If you’re looking to increase your sales with cold calling, you may find the task overwhelming. After all, how can you know what to say? A good script will tell you everything you need to know about making powerful cold calls to grow your business and achieve your goals.
First, you must understand the four crucial components of any successful sales cold call, and then always use them. Below, we will dive into each one and give you examples of how to approach them on your call.
Finally, at the bottom, there will be a script template that you can simply fill in with your specific information easily and quickly to start dialing for dollars more effectively.
Components of the Cold Call
Greeting — This is the first part of the call. When your prospect picks up the phone, you want to greet them immediately and with confidence. The way to do this is to quickly introduce yourself and your company. Remember to speak clearly and simply, and get right to the point.
“Hey (prospect’s name), this is (your name) with (company/organization).”
Reason for calling — Immediately after the greeting, you want to move into your reason for calling.
After all, you are possibly interrupting your lead’s day, so it is important that you tell them why they should stay on the phone with you. The best way to keep them interested from the start is to set a hook by making a claim about how you help people.

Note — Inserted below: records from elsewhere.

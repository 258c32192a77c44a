//! Remote command helpers shared by the pipeline stages.

use crate::domain::ports::{CommandOutput, DeployEvent, DeployEventSink, RemoteShell, ShellError};

/// Run `command`, announcing it to sinks that want detailed events.
pub(crate) fn exec(
    shell: &dyn RemoteShell,
    events: &dyn DeployEventSink,
    command: &str,
) -> Result<CommandOutput, ShellError> {
    if events.wants_detailed_events() {
        events.on_event(DeployEvent::Command {
            command: command.to_string(),
        });
    }
    shell.run(command)
}

/// Run `command` and require exit status 0, returning the failure reason
/// otherwise.
pub(crate) fn exec_ok(
    shell: &dyn RemoteShell,
    events: &dyn DeployEventSink,
    command: &str,
) -> Result<CommandOutput, String> {
    let output = exec(shell, events, command).map_err(|e| e.to_string())?;
    if output.is_success() {
        Ok(output)
    } else {
        Err(output.failure_reason())
    }
}

/// Exit status 0 of a check command (`inspect`, `test -e`); transport errors
/// propagate.
pub(crate) fn probe(
    shell: &dyn RemoteShell,
    events: &dyn DeployEventSink,
    command: &str,
) -> Result<bool, ShellError> {
    exec(shell, events, command).map(|out| out.is_success())
}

It’s best if you have previous clients or customers to reference in this portion of the call, as it adds social proof to the mix.
Example: “The reason I’m calling today is that we recently helped (their competitor or another company in the same industry) improve on (a key goal of theirs). I want to meet up with you to show what we did exactly and how we may be able to help you.”

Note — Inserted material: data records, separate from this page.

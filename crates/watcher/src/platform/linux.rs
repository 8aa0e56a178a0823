//! Linux inotify backend
//!
//! `Inotify` is the registration phase: watches are added one path at a
//! time. `into_reader` ends registration and hands the descriptor to the
//! tokio reactor, after which no more watches can be added.

use crate::event_loop::EventSource;
use crate::registry::WatchBackend;
use async_trait::async_trait;
use exectrack_core::WatchHandle;
use nix::errno::Errno;
use nix::libc;
use nix::NixPath;
use std::io;
use std::os::fd::{AsRawFd, FromRawFd, OwnedFd};
use std::path::Path;
use tokio::io::unix::AsyncFd;
use tokio::io::Interest;

/// Inotify instance accepting new watches
#[derive(Debug)]
pub struct Inotify {
    fd: OwnedFd,
}

impl Inotify {
    /// Create a non-blocking, close-on-exec inotify instance
    pub fn init() -> io::Result<Self> {
        // SAFETY: inotify_init1 takes no pointers
        let raw = Errno::result(unsafe { libc::inotify_init1(libc::IN_NONBLOCK | libc::IN_CLOEXEC) })?;

        // SAFETY: `raw` is a freshly created descriptor owned by nobody else
        let fd = unsafe { OwnedFd::from_raw_fd(raw) };

        Ok(Self { fd })
    }

    /// Stop registering and start reading events
    ///
    /// Must be called from within a tokio runtime with IO enabled.
    pub fn into_reader(self) -> io::Result<InotifyReader> {
        let fd = AsyncFd::with_interest(self.fd, Interest::READABLE)?;
        Ok(InotifyReader { fd })
    }
}

impl WatchBackend for Inotify {
    fn add_watch(&mut self, path: &Path) -> io::Result<WatchHandle> {
        let raw_fd = self.fd.as_raw_fd();

        // SAFETY: `cstr` is a valid NUL-terminated path for the duration of the call
        let wd = path.with_nix_path(|cstr| unsafe {
            libc::inotify_add_watch(raw_fd, cstr.as_ptr(), libc::IN_ACCESS)
        })?;

        Ok(WatchHandle::from_raw(Errno::result(wd)?))
    }
}

/// Inotify descriptor registered with the tokio reactor
#[derive(Debug)]
pub struct InotifyReader {
    fd: AsyncFd<OwnedFd>,
}

#[async_trait]
impl EventSource for InotifyReader {
    async fn read_batch(&mut self, buf: &mut [u8]) -> io::Result<usize> {
        let mut guard = self.fd.readable().await?;

        match guard.try_io(|fd| nix::unistd::read(fd.as_raw_fd(), buf).map_err(io::Error::from)) {
            Ok(result) => result,
            // Readiness was stale; it has been cleared, so the next call waits again
            Err(_would_block) => Ok(0),
        }
    }
}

Qualifying with questions — The first part of the cold call is pretty easy and straightforward. However, this next section is what confuses a lot of people and intimidates them from ever making the call in the first place, or potentially stumbling over their own words when making calls.
The key is to vet the customer to identify whether they are qualified to do business with you, not the other way around. In order to do this, you need to write down five primary questions that will be specific to your industry:
Are you qualified? Essentially, you are asking if they are even in the market for your kind of product. If you sell website maintenance, you would want to make sure they have a website first.

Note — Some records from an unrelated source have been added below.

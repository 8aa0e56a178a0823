//! CLI command execution helpers
//!
//! Wraps the `exectrack` binary so tests can run a whole session in a
//! scratch working directory and inspect the report it leaves behind.

use anyhow::{Context, Result};
use std::collections::HashMap;
use std::io::{BufRead, BufReader, Write};
use std::path::{Path, PathBuf};
use std::process::{Child, Command, Stdio};
use std::time::Duration;

/// Path to the binary under test
pub fn exectrack_binary() -> PathBuf {
    PathBuf::from(env!("CARGO_BIN_EXE_exectrack"))
}

/// CLI command builder
pub struct ExecTrackCommand {
    working_dir: PathBuf,
    args: Vec<String>,
    env: HashMap<String, String>,
    stdin_data: String,
}

impl ExecTrackCommand {
    /// Create a new command in the given working directory
    pub fn new(working_dir: impl AsRef<Path>) -> Self {
        Self {
            working_dir: working_dir.as_ref().to_path_buf(),
            args: Vec::new(),
            env: HashMap::new(),
            stdin_data: "\n".to_string(),
        }
    }

    /// Add command arguments
    pub fn args(&mut self, args: &[&str]) -> &mut Self {
        self.args.extend(args.iter().map(|s| s.to_string()));
        self
    }

    /// Set environment variable
    pub fn env(&mut self, key: &str, value: &str) -> &mut Self {
        self.env.insert(key.to_string(), value.to_string());
        self
    }

    /// Replace the data written to stdin (default: a single newline)
    pub fn stdin(&mut self, data: &str) -> &mut Self {
        self.stdin_data = data.to_string();
        self
    }

    fn command(&self) -> Command {
        let mut command = Command::new(exectrack_binary());
        command
            .args(&self.args)
            .current_dir(&self.working_dir)
            .env_remove("RUST_LOG")
            .env_remove("EXECTRACK_PATH_VAR")
            .env_remove("EXECTRACK_OUTPUT")
            .envs(&self.env);
        command
    }

    /// Run a session that ends as soon as stdin has been consumed
    pub fn execute(&self) -> Result<CommandResult> {
        let mut child = self
            .command()
            .stdin(Stdio::piped())
            .stdout(Stdio::piped())
            .stderr(Stdio::piped())
            .spawn()
            .context("Failed to spawn exectrack")?;

        if let Some(mut stdin) = child.stdin.take() {
            // The process may already have exited on a startup error
            let _ = stdin.write_all(self.stdin_data.as_bytes());
        }

        let output = child
            .wait_with_output()
            .context("Failed to wait for exectrack")?;

        Ok(CommandResult {
            stdout: String::from_utf8_lossy(&output.stdout).to_string(),
            stderr: String::from_utf8_lossy(&output.stderr).to_string(),
            exit_code: output.status.code().unwrap_or(-1),
        })
    }

    /// Execute and assert success
    pub fn assert_success(&self) -> Result<CommandResult> {
        let result = self.execute()?;

        if !result.success() {
            anyhow::bail!(
                "Command failed (exit code: {}):\nArgs: {:?}\nStderr: {}",
                result.exit_code,
                self.args,
                result.stderr
            );
        }

        Ok(result)
    }

    /// Execute and expect failure
    pub fn assert_failure(&self) -> Result<CommandResult> {
        let result = self.execute()?;

        if result.success() {
            anyhow::bail!(
                "Command should have failed but succeeded:\nArgs: {:?}\nStderr: {}",
                self.args,
                result.stderr
            );
        }

        Ok(result)
    }

    /// Start a session and wait until it is listening for events
    pub fn start_listening(&self) -> Result<RunningSession> {
        let mut child = self
            .command()
            .stdin(Stdio::piped())
            .stdout(Stdio::null())
            .stderr(Stdio::piped())
            .spawn()
            .context("Failed to spawn exectrack")?;

        let stderr = child.stderr.take().context("stderr not captured")?;
        let mut lines = BufReader::new(stderr).lines();

        loop {
            match lines.next() {
                Some(line) => {
                    if line?.contains("Listening for events") {
                        break;
                    }
                }
                None => anyhow::bail!("exectrack exited before listening"),
            }
        }

        // Keep draining stderr so the child never blocks on a full pipe
        std::thread::spawn(move || for _ in lines {});

        Ok(RunningSession { child })
    }
}

/// A session started with `start_listening`
pub struct RunningSession {
    child: Child,
}

impl RunningSession {
    /// Send the termination line after letting pending events drain
    pub fn finish(mut self) -> Result<i32> {
        std::thread::sleep(Duration::from_millis(300));

        let mut stdin = self.child.stdin.take().context("stdin not captured")?;
        stdin.write_all(b"\n")?;
        drop(stdin);

        let status = self.child.wait().context("Failed to wait for exectrack")?;
        Ok(status.code().unwrap_or(-1))
    }
}

/// Command execution result
#[derive(Debug, Clone)]
pub struct CommandResult {
    pub stdout: String,
    pub stderr: String,
    pub exit_code: i32,
}

impl CommandResult {
    /// Check if command succeeded
    pub fn success(&self) -> bool {
        self.exit_code == 0
    }

    /// Check if stderr contains text
    pub fn contains_stderr(&self, text: &str) -> bool {
        self.stderr.contains(text)
    }
}

/// Macro for convenient command construction
///
/// Usage:
/// ```ignore
/// exectrack!(dir, "/usr/local/bin").assert_success()?;
/// ```
#[macro_export]
macro_rules! exectrack {
    ($dir:expr) => {{
        $crate::common::cli::ExecTrackCommand::new($dir)
    }};
    ($dir:expr, $($arg:expr),+) => {{
        let mut cmd = $crate::common::cli::ExecTrackCommand::new($dir);
        cmd.args(&[$($arg),+]);
        cmd
    }};
}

Example: “Do you have a website?”
What are your main concerns? You need to know what your prospect is thinking about right now. What problems can you solve for them? This allows you to feed their own words back to them in a way that positions your product as the perfect solution later on.
Example: “What is the one thing that your attention or concern is on right now?”
Why have you waited so long? With this qualifying question, you are asking them to explain why they have not taken action on their problem. In essence, you are trying to see if their problem is as significant as they claim it is. You also want to understand their attitude toward the kind of solution you are proposing.
Example: “If you know you need to train your sales team, why did you wait so long to do it? Do you feel that sales training actually works?”
If I could only do half of what I promised. Here you want to increase your believability. If you promised to increase their sales by 80 percent in 60 days, now is the time to ask them if they would still be interested if you could only do half of that for them. You are indicating to them that you understand how large your claim was in the beginning and also finding out if they are interested enough in your product.
Example: “(Prospect’s name), if I could only do half of what I did for (company X), would that still interest you?”
Who are the decision makers? Ask them who else needs to be involved with the decision to move it forward and close the deal. If you’re speaking with a gatekeeper, you usually need to move up in the organization. But you have to do it tactfully.
Example: “Besides you, who else needs to be involved in a decision like this?”
Set the appointment. When you’ve done the steps above, it’s time to nail down an appointment and get off the call quickly. Suggest a meeting the same day if possible. If you get an agreement on an appointment, you’ve had a successful cold call. Now you can plan your presentation and close the deal on your next call or meeting.
Example: “Would you be available after lunch today to talk about it?”
Bringing It All Together
When the components are all brought together, the conversation should go something like this:
Greeting: “Hi, this is (BLANK), with (BLANK).”
Reason: “I’m calling because we recently helped (BLANK) do (BLANK).”
Qualifying: “To be sure I respect your time … (do you qualify?). Great. (What are your main issues?) Alright. And why haven’t you (bought your product) yet? Well, let me ask, if I could only do have what I did for (BLANK), would you be interested? Great! Besides you, who else needs to be involved in moving this forward?”
Appointment: “Can you make time to meet me at (date and time, preferably the same day)? Excellent, I look forward to seeing you then.”
Now that you know the main parts of a quality cold call, you just need to put the pieces in one place. Fill in the blanks of the script above and create your customized cold call template based on your specific objectives.
Then you’ll be ready to start dialing and bringing in more sales, conversions, and success to your company or organization.